### WHAT YOU WILL DO
All lines holding the word "capability" are to be copied from the records beneath.

(Collected data entries)
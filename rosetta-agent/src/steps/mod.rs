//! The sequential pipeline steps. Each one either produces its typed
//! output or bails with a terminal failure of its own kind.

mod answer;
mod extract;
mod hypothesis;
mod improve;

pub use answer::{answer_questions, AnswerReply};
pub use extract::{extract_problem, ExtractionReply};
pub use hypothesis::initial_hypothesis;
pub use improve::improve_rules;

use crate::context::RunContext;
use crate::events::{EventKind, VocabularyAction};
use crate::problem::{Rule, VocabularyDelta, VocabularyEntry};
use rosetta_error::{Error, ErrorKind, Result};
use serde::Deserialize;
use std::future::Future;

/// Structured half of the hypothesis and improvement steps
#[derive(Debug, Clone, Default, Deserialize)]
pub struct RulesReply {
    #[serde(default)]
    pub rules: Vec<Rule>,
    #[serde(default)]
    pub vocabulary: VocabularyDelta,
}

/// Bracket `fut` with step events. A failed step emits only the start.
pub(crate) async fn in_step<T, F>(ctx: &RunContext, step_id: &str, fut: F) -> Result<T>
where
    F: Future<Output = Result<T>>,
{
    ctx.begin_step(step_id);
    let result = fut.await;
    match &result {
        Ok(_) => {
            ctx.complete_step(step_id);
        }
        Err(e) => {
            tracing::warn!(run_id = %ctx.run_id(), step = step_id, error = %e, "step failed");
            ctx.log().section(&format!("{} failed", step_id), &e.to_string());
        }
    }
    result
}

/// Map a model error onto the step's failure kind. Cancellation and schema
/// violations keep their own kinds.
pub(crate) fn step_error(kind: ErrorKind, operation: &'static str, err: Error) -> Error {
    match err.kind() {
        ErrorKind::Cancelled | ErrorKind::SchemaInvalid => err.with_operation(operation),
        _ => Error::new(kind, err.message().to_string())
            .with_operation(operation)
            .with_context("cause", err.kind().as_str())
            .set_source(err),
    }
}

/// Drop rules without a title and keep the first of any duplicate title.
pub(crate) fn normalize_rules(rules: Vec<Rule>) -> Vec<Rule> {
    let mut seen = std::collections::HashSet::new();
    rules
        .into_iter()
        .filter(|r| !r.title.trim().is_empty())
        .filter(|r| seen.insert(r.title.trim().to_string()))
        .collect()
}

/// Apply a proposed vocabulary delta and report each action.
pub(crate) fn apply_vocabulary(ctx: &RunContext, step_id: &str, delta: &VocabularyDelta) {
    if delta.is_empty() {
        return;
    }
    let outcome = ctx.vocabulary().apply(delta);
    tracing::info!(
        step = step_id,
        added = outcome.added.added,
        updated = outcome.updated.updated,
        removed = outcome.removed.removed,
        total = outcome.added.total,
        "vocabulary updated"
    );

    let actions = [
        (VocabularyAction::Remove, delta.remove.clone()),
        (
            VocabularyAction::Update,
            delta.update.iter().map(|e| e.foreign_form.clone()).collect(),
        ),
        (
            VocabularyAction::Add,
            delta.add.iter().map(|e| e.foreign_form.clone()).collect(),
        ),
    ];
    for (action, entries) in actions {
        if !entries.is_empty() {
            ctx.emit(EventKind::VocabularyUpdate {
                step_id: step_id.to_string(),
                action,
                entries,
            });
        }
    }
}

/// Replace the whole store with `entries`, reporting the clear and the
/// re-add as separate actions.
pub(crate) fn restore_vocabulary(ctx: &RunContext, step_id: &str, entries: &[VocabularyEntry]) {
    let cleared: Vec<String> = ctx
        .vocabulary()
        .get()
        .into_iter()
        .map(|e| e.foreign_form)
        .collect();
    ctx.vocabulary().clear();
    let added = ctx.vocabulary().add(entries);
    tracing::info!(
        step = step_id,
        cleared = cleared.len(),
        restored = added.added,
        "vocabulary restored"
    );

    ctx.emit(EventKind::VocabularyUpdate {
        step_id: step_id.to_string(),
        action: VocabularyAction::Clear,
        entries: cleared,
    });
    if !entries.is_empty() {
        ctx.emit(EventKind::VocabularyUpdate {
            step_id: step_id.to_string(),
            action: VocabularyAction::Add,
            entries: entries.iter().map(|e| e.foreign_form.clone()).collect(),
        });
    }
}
* * *
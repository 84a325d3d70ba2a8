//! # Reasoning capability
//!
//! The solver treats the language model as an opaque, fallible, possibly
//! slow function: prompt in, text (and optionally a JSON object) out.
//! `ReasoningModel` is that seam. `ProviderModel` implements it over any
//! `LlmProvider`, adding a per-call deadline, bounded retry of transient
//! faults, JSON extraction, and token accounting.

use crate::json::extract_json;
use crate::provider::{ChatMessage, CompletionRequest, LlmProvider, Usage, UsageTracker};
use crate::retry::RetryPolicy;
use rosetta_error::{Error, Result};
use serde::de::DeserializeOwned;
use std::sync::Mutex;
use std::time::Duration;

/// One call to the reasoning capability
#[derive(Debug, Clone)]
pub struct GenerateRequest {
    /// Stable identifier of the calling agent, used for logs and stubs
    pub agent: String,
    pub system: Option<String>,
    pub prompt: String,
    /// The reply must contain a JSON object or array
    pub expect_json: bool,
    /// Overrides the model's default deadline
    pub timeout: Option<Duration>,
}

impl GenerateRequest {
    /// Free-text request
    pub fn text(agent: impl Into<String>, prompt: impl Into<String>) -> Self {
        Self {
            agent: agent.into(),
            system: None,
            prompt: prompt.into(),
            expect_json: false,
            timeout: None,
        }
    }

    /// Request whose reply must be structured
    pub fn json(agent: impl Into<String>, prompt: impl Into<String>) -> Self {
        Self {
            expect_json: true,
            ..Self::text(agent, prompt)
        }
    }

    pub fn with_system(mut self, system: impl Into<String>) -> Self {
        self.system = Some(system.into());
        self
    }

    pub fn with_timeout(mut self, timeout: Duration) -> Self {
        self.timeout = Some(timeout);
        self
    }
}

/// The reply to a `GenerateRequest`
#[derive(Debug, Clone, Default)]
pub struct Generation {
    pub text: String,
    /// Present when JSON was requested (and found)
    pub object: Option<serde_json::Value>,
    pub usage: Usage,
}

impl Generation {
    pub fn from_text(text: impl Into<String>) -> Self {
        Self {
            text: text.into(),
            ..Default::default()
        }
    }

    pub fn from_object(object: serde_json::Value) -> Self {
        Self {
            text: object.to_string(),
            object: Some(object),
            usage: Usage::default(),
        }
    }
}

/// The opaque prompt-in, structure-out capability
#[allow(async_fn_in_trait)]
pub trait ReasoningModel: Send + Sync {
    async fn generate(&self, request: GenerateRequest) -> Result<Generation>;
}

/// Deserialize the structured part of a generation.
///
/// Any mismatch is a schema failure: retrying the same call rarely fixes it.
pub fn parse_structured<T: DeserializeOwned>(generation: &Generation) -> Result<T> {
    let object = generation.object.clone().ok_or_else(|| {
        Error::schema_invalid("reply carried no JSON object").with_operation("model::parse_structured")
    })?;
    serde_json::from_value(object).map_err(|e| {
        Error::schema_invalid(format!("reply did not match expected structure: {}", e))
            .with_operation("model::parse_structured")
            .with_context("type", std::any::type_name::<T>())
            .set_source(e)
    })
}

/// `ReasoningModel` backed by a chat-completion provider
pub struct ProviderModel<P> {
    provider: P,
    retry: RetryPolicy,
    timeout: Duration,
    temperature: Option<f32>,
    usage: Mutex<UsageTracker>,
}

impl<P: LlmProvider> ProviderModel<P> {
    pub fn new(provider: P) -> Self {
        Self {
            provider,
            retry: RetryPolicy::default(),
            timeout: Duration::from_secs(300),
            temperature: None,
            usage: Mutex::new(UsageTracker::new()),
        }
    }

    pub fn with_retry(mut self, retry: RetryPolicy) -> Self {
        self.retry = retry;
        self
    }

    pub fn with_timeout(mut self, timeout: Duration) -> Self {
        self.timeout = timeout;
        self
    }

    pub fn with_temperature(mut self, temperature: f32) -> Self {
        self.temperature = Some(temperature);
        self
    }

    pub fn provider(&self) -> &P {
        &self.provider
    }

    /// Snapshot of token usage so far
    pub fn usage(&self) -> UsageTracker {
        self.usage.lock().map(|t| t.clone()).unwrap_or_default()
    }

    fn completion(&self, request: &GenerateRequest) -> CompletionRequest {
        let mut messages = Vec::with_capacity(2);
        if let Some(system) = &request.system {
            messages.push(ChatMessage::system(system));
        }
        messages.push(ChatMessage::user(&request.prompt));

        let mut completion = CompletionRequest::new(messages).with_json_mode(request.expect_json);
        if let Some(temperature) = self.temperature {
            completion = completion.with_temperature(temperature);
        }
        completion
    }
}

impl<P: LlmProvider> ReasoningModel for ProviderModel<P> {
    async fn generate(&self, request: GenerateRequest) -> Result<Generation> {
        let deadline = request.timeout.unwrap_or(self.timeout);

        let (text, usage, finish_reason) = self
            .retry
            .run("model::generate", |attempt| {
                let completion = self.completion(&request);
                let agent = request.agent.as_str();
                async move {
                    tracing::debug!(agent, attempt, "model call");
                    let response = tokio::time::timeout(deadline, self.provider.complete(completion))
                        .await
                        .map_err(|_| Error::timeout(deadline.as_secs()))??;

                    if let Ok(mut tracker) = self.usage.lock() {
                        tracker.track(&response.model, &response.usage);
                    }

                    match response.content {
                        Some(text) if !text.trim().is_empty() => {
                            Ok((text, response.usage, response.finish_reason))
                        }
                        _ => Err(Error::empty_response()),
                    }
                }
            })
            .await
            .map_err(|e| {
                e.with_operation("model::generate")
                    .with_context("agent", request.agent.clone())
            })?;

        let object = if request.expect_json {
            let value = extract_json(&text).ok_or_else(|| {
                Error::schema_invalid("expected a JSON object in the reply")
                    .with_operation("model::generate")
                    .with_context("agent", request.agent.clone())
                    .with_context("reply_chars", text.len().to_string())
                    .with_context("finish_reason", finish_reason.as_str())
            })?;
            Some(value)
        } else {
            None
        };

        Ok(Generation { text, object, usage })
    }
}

### WRITTEN ANSWER
//! # Reasoning capability
/// One call to the reasoning capability
/// The opaque prompt-in, structure-out capability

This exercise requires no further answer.